Saudades de um bicho

Tenho saudades de um bicho gordo e peludo e branco e surdo. Tenho saudades do seu guizo. Tenho saudades de o ver à janela, como quem não quer a coisa, à espera que alguém apareça. Tenho saudades das sestas que dormia com ele. Tenho saudades dos seus bigodes a roçar na minha cara para me acordar. Tenho saudades das suas asneiras: das idas para cima da mesa-de-cabeceira, dos tapetes fora do lugar. Tenho saudades das suas brincadeiras com o cão. Tenho saudades dos seus ronrons e dos seus miaus. Tenho saudades de ter a roupa preta cheia de pêlos brancos. Tenho saudades de muitas outras coisas que não consigo enumerar.

Tenho saudades de um simples gato. De um simples gato que, conjuntamente com um simples cão, me fez descobrir que o amor vai muito para além de seres e raças. Que me fez assumir a certeza de amar os meus bichos de quatro patas, muito mais do que muitos outros de apenas duas.

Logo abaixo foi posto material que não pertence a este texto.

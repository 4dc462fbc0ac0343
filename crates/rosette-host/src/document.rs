//! Trait abstracting the host document.

use crate::error::HostResult;
use crate::event::HostEvent;
use std::fmt;
use std::rc::Rc;

/// Callback registered on the document for one event type.
pub type HostListener = Rc<dyn Fn(&HostEvent)>;

/// Handle returned by [`HostDocument::add_listener`], used to remove the listener again.
#[derive(Debug, Clone, Copy, PartialEq, Eq, Hash, PartialOrd, Ord)]
pub struct ListenerId(pub u64);

impl fmt::Display for ListenerId {
    fn fmt(&self, f: &mut fmt::Formatter<'_>) -> fmt::Result {
        write!(f, "ListenerId({})", self.0)
    }
}

/// The document operations Rosette consumes from its host.
///
/// Everything is single-threaded: listeners are `Rc` closures and methods take
/// `&self`, so implementations keep their bookkeeping behind interior
/// mutability. A listener may register further listeners while it runs, so
/// implementations must not hold a lock across a listener call.
///
/// # Example
///
/// ```rust,no_run
/// use rosette_host::{HostDocument, HostEvent, HostResult};
/// use std::rc::Rc;
///
/// fn announce(doc: &dyn HostDocument) -> HostResult<()> {
///     doc.add_listener("ready", Rc::new(|_event: &HostEvent| {}))?;
///     doc.dispatch(&HostEvent::synthetic("ready"))
/// }
/// ```
pub trait HostDocument {
    /// Replace the entire content of the container element with `markup`.
    fn set_inner_html(&self, container: &str, markup: &str) -> HostResult<()>;

    /// Register a document-level listener for `event_type`.
    fn add_listener(&self, event_type: &str, listener: HostListener) -> HostResult<ListenerId>;

    /// Remove a listener. Returns `false` when the id is unknown.
    fn remove_listener(&self, id: ListenerId) -> HostResult<bool>;

    /// Dispatch an event on the document, invoking matching listeners
    /// synchronously in registration order.
    fn dispatch(&self, event: &HostEvent) -> HostResult<()>;
}
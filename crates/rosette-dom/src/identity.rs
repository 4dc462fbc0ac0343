//! Identity paths joining mounted components to their DOM nodes.
//!
//! Every mounted host and text node carries a `data-reactid` attribute holding
//! a dotted positional path: the root of a render pass gets its root index
//! (`0`, `1`, ...), and each child appends its position under its parent
//! (`0.2` is the third child of root `0`). The path is the only key event
//! delegation uses to get from a DOM event target back to a virtual node.

use rosette_host::TargetNode;
use std::fmt;

/// Name of the identity attribute written into the markup.
pub const REACT_ID_ATTRIBUTE: &str = "data-reactid";

/// Dotted identity path of a mounted node.
#[derive(Debug, Clone, PartialEq, Eq, Hash, PartialOrd, Ord)]
pub struct ReactId(String);

impl ReactId {
    /// Id of the root of a render pass.
    pub fn root(index: u64) -> Self {
        Self(index.to_string())
    }

    /// Id of the child at `index` below this node.
    pub fn child(&self, index: usize) -> Self {
        Self(format!("{}.{}", self.0, index))
    }

    pub fn as_str(&self) -> &str {
        &self.0
    }

    /// Path segments, root first.
    pub fn segments(&self) -> impl Iterator<Item = &str> + '_ {
        self.0.split('.')
    }

    /// Number of segments (a root has depth 1).
    pub fn depth(&self) -> usize {
        self.segments().count()
    }

    /// Root index this id belongs to.
    pub fn root_index(&self) -> Option<u64> {
        self.segments().next()?.parse().ok()
    }

    /// Id of the parent node, `None` for a root.
    pub fn parent(&self) -> Option<ReactId> {
        self.0
            .rsplit_once('.')
            .map(|(parent, _)| ReactId(parent.to_string()))
    }

    /// Whether `other` lies strictly below this node.
    pub fn is_ancestor_of(&self, other: &ReactId) -> bool {
        other
            .0
            .strip_prefix(self.0.as_str())
            .is_some_and(|rest| rest.starts_with('.'))
    }

    /// Selector matching the DOM node mounted at this id.
    pub fn selector(&self) -> AttributeSelector {
        AttributeSelector::new(REACT_ID_ATTRIBUTE, self.0.clone())
    }
}

impl fmt::Display for ReactId {
    fn fmt(&self, f: &mut fmt::Formatter<'_>) -> fmt::Result {
        f.write_str(&self.0)
    }
}

/// An attribute-equality selector, `[name="value"]`.
#[derive(Debug, Clone, PartialEq, Eq, Hash)]
pub struct AttributeSelector {
    name: String,
    value: String,
}

impl AttributeSelector {
    pub fn new(name: impl Into<String>, value: impl Into<String>) -> Self {
        Self {
            name: name.into(),
            value: value.into(),
        }
    }

    /// Parse `[name="value"]`, `[name='value']` or `[name=value]`.
    pub fn parse(selector: &str) -> Option<Self> {
        let inner = selector.trim().strip_prefix('[')?.strip_suffix(']')?;
        let (name, value) = inner.split_once('=')?;
        let name = name.trim();
        let value = value.trim();
        let value = value
            .strip_prefix('"')
            .and_then(|v| v.strip_suffix('"'))
            .or_else(|| value.strip_prefix('\'').and_then(|v| v.strip_suffix('\'')))
            .unwrap_or(value);
        if name.is_empty() {
            return None;
        }
        Some(Self::new(name, value))
    }

    pub fn name(&self) -> &str {
        &self.name
    }

    pub fn value(&self) -> &str {
        &self.value
    }

    /// Whether the event target carries the attribute with exactly this value.
    pub fn matches(&self, target: &TargetNode) -> bool {
        target.attribute(&self.name) == Some(self.value.as_str())
    }
}

impl fmt::Display for AttributeSelector {
    fn fmt(&self, f: &mut fmt::Formatter<'_>) -> fmt::Result {
        write!(f, "[{}=\"{}\"]", self.name, self.value)
    }
}
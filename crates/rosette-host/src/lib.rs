//! Host document abstraction for Rosette.
//!
//! Rosette never touches a browser directly. Everything it needs from the
//! host (writing a container's markup, document-level listeners, dispatching
//! custom events) goes through the [`HostDocument`] trait.
//!
//! # Overview
//!
//! - [`HostDocument`] - Trait abstracting the document operations Rosette consumes
//! - [`HostEvent`] / [`TargetNode`] - Host-independent view of a dispatched event
//! - `MockDocument` - In-memory document that records calls (requires `mock` feature)
//! - `WebDocument` - Browser document on top of `web-sys` (requires `web` feature)
//!
//! # Example
//!
//! ```rust
//! # #[cfg(feature = "mock")]
//! # {
//! use rosette_host::{HostDocument, HostEvent, MockDocument};
//! use std::rc::Rc;
//!
//! let doc = MockDocument::new().with_container("app");
//! doc.set_inner_html("app", "<p data-reactid=\"0\">hi</p>").unwrap();
//!
//! doc.add_listener("click", Rc::new(|event: &HostEvent| {
//!     assert_eq!(event.event_type(), "click");
//! }))
//! .unwrap();
//!
//! let target = doc.find_by_attribute("data-reactid", "0").unwrap();
//! doc.dispatch(&HostEvent::new("click").with_target(target)).unwrap();
//! assert_eq!(doc.count_dispatches(), 1);
//! # }
//! ```

pub mod document;
pub mod error;
pub mod event;
#[cfg(feature = "mock")]
pub mod mock;
#[cfg(feature = "web")]
pub mod web;

pub use document::{HostDocument, HostListener, ListenerId};
pub use error::{HostError, HostResult};
pub use event::{HostEvent, TargetNode};
#[cfg(feature = "mock")]
pub use mock::{DocumentCall, MockDocument};
#[cfg(feature = "web")]
pub use web::WebDocument;
//! Hash collections used across Rosette.
//!
//! Re-exports the AHash-backed map and set so every crate hashes the same way.

pub use ahash::{AHashMap as HashMap, AHashSet as HashSet, RandomState};

#[cfg(test)]
mod tests {
    use super::*;

    #[test]
    fn test_hashmap_ahash() {
        let mut map = HashMap::new();
        map.insert("click", 1);
        assert_eq!(map.get("click"), Some(&1));
    }

    #[test]
    fn test_hashset_ahash() {
        let mut set = HashSet::new();
        set.insert("0.1");
        assert!(set.contains("0.1"));
    }
}
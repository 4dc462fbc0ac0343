use crate::identity::{REACT_ID_ATTRIBUTE, ReactId};

/// Mounts a string or number leaf as a `<span>` carrying its identity path.
#[derive(Debug, Clone)]
pub struct TextComponent {
    current_element: String,
    root_node_id: Option<ReactId>,
    pub(crate) mount_index: Option<usize>,
}

impl TextComponent {
    pub fn new(text: impl Into<String>) -> Self {
        Self {
            current_element: text.into(),
            root_node_id: None,
            mount_index: None,
        }
    }

    /// The stringified value this component renders.
    pub fn text(&self) -> &str {
        &self.current_element
    }

    pub fn root_node_id(&self) -> Option<&ReactId> {
        self.root_node_id.as_ref()
    }

    pub fn mount_component(&mut self, id: ReactId) -> String {
        tracing::trace!(%id, "mounting text component");
        let markup = format!(
            "<span {}=\"{}\">{}</span>",
            REACT_ID_ATTRIBUTE, id, self.current_element
        );
        self.root_node_id = Some(id);
        markup
    }
}
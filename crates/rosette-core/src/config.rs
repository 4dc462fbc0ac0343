/// Process-level configuration for Rosette.
#[derive(Debug, Clone)]
pub struct Config {
    /// Filter directive used when `RUST_LOG` is not set.
    pub log_filter: String,
    pub profiling: ProfilingMode,
}

impl Config {
    /// Default filter: Rosette crates at `debug`, everything else at `warn`.
    pub const DEFAULT_LOG_FILTER: &'static str =
        "warn,rosette_core=debug,rosette_dom=debug,rosette_host=debug";

    /// Replace the fallback log filter.
    pub fn with_log_filter(mut self, filter: impl Into<String>) -> Self {
        self.log_filter = filter.into();
        self
    }

    /// Select the profiling mode.
    pub fn with_profiling(mut self, profiling: ProfilingMode) -> Self {
        self.profiling = profiling;
        self
    }
}

impl Default for Config {
    fn default() -> Self {
        Config {
            log_filter: Self::DEFAULT_LOG_FILTER.to_string(),
            profiling: ProfilingMode::Off,
        }
    }
}

#[derive(Debug, Clone, Copy, PartialEq, Eq)]
pub enum ProfilingMode {
    /// Profiling scopes are compiled in but not recorded
    Off,
    /// Scopes are recorded and can be read through `puffin::GlobalProfiler`
    On,
    /// Scopes are recorded and served to `puffin_viewer` on the given port
    /// (requires the `profiling-server` feature)
    WithServer { port: u16 },
}

#[cfg(test)]
mod tests {
    use super::*;

    #[test]
    fn test_default_config() {
        let config = Config::default();
        assert_eq!(config.log_filter, Config::DEFAULT_LOG_FILTER);
        assert_eq!(config.profiling, ProfilingMode::Off);
    }

    #[test]
    fn test_builder_overrides() {
        let config = Config::default()
            .with_log_filter("trace")
            .with_profiling(ProfilingMode::WithServer { port: 9000 });
        assert_eq!(config.log_filter, "trace");
        assert_eq!(config.profiling, ProfilingMode::WithServer { port: 9000 });
    }
}
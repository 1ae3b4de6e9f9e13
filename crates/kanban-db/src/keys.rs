//! Key layout inside the key/value store. Every value is a JSON document.

pub const CURRENT_PROJECT: &str = "kanban_current_project";
pub const PROJECTS: &str = "kanban_projects";
pub const SETTINGS: &str = "kanban_settings";
pub const TASKS: &str = "kanban_tasks";
pub const COLUMNS_PREFIX: &str = "kanban_columns_";

pub fn columns_key(project_id: &str) -> String {
    format!("{COLUMNS_PREFIX}{project_id}")
}
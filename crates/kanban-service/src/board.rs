use kanban_core::column::Column;
use kanban_core::project::{Project, UpdateProject};
use kanban_core::task::{Task, TaskQuery};
use kanban_db::Db;
use tracing::{info, warn};

use crate::error::{required, ServiceError};

/// One column of the visible board with its filtered tasks.
#[derive(Debug, Clone)]
pub struct BoardColumn {
    pub column: Column,
    pub tasks: Vec<Task>,
}

/// UI-facing orchestration over the stores.
///
/// Cascades and last-entry guards live here; the stores themselves only
/// read and rewrite collections.
#[derive(Clone)]
pub struct BoardService {
    db: Db,
}

impl BoardService {
    pub fn new(db: Db) -> Self {
        Self { db }
    }

    pub fn db(&self) -> &Db {
        &self.db
    }

    // -- Projects --

    pub fn list_projects(&self) -> Result<Vec<Project>, ServiceError> {
        Ok(self.db.list_projects()?)
    }

    pub fn current_project_id(&self) -> Result<String, ServiceError> {
        Ok(self.db.get_current_project_id()?)
    }

    /// The selected project. A dangling selection falls back to the first
    /// project and is repaired in the store.
    pub fn current_project(&self) -> Result<Project, ServiceError> {
        let current = self.db.get_current_project_id()?;
        let projects = self.db.list_projects()?;
        if let Some(project) = projects.iter().find(|p| p.id == current) {
            return Ok(project.clone());
        }
        let first = projects
            .into_iter()
            .next()
            .ok_or_else(|| ServiceError::Internal("no projects stored".into()))?;
        warn!(stale = %current, now = %first.id, "current project missing, reselecting");
        self.db.set_current_project_id(&first.id)?;
        Ok(first)
    }

    pub fn select_project(&self, id: &str) -> Result<Project, ServiceError> {
        let project = self.db.get_project(id)?;
        self.db.set_current_project_id(id)?;
        info!(project = id, "selected project");
        Ok(project)
    }

    pub fn create_project(&self, name: &str) -> Result<Project, ServiceError> {
        let name = required("project name", name)?;
        let project = self.db.create_project(&name)?;
        info!(project = %project.id, "created project");
        Ok(project)
    }

    pub fn rename_project(&self, id: &str, name: &str) -> Result<Project, ServiceError> {
        let name = required("project name", name)?;
        Ok(self.db.update_project(
            id,
            &UpdateProject {
                name: Some(name),
            },
        )?)
    }

    /// Delete a project with its tasks and columns. The last project is
    /// never deleted. When the current project goes, the first remaining
    /// one becomes current.
    pub fn delete_project(&self, id: &str) -> Result<(), ServiceError> {
        let projects = self.db.list_projects()?;
        if !projects.iter().any(|p| p.id == id) {
            return Err(ServiceError::NotFound(format!("project {id}")));
        }
        if projects.len() <= 1 {
            warn!(project = id, "refused to delete the last project");
            return Err(ServiceError::Rejected(
                "cannot delete the last project".into(),
            ));
        }

        let was_current = self.db.get_current_project_id()? == id;
        self.db.delete_project(id)?;
        if was_current {
            if let Some(next) = projects.iter().find(|p| p.id != id) {
                self.db.set_current_project_id(&next.id)?;
                info!(project = %next.id, "switched to remaining project");
            }
        }
        Ok(())
    }

    /// Fail unless `project_id` names a stored project. Column reads seed
    /// defaults for any id, so every project-scoped entry point checks first.
    pub(crate) fn ensure_project(&self, project_id: &str) -> Result<(), ServiceError> {
        self.db.get_project(project_id)?;
        Ok(())
    }

    // -- Board view --

    /// Columns of `project_id` in position order, each with the tasks
    /// that pass `query`.
    pub fn board(&self, project_id: &str, query: &TaskQuery) -> Result<Vec<BoardColumn>, ServiceError> {
        self.ensure_project(project_id)?;
        let columns = self.db.list_columns(project_id)?;
        let tasks = self.db.list_tasks(project_id)?;
        Ok(columns
            .into_iter()
            .map(|column| {
                let tasks = tasks
                    .iter()
                    .filter(|t| t.column_id == column.id && query.matches(t))
                    .cloned()
                    .collect();
                BoardColumn { column, tasks }
            })
            .collect())
    }
}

segunda-feira, 15 de junho de 2009

O Funeral

Tal como as restantes pessoas presentes no cortejo fúnebre, ao ver o carro funerário chegar à porta do cemitério, não conseguiu esconder a felicidade que era vê-lo finalmente morto e enterrado.

sábado, 13 de junho de 2009

O baile

Acabados de acordar, apertaram as mãos, desejaram boa sorte e saíram. Lá fora, respirava-se um dia radiante de primavera: o sol brilhava fresco e as andorinhas preparavam atarefadamente os seus ninhos.
O padeiro chegara a horas, anunciando o pão fresco com a sua buzina e, sem tardar, os miúdos desataram a correr com as suas pesadas mochilas em direcção das suas aulas.
No largo da Igreja, distribuídos pelos bancos vermelhos, sentiram alívio quando finalmente ouviram anunciar, através de um altifalante, que o baile iria começar.

quinta-feira, 4 de junho de 2009

Taras e manias

O meu fascínio pela colecção dos quadros dos meninos chorões continua! Este quadro não veio comigo para casa, porque estava um pouco danificado. Só por causa disso!
Cada menino chorão esconde mensagens subliminares e coisas terríveis. Este, também esconderá algo, suponho. Talvez na horizontal e com a vista desfocada se veja um machado a decepá-lo.
Contudo, continuo a achar que o autor destes quadros estava algures entre o génio e o mau pintor. Mais para o génio, talvez.
Não sou de intrigas, mas aviso o descuidado que deitou fora esta relíquia que ouvi dizer que em Londres aconteceram coisas terríveis a quem ousou meter os meninos chorões no balde do lixo. Casas arderam! Pessoas morreram! (talvez por isso mesmo é que este não está dentro do caixote: para causar confusão à maldição)
Claro que isto tudo requer uma piadinha daquelas parvas: criançada, nada de fazer birras! Estão a ver a fotografia? Ir parar ao lado do contentor dentro de um saco de plástico é o que acontece aos meninos que andam por aí a fazer beicinho!
E, já agora um aviso para os pais: Não deitem fora os vossos filhos lacrimejantes, pois em resultado disso a vossa casa poderá acabar em chamas!
Decidi assumir a tristeza: não vou mais chorar baixinho.

quarta-feira, 3 de junho de 2009

Um dia

Um dia, mudarei de morada. Alterarei o meu código postal. Trocarei o norte pelo sul, o este pelo oeste. A janela, pela porta. A casa, pela tenda. A tenda, pelo quintal.
Um dia, será quanto baste para que parta e tudo mude, de arrasto, atrás de mim. E um dia, sem aviso prévio, a minha casa terá mudado de dono. E o meu telefone, atenderá telefonemas dizendo que não está atribuído.
Um dia, o meu rosto enrugar-se-à. A minha pele absorverá a cor das tatuagens e vincará as marcas de toda uma vida. Um dia, o meu cabelo será outro, mais curto e menos farto. E tudo aquilo que pensava ser eterno em mim, se desvanecerá.
Um dia, acordarei com a estranha notícia de que aqueles que amo já partiram, para nunca mais voltar. Um dia, apalpar-me-ei e sentirei um ser estranho e solitário em vez de mim. Um dia, olharei para o mundo como um velho lugar, que há muito conheço mas que já nada me diz.
Um dia. Dia após dia. Tudo acontecerá um dia. Tudo acabará um dia. Tudo principiará um dia. Tudo recomeçará um dia.
E haverá um dia, um único dia, em que nada mais fará sentido para mim.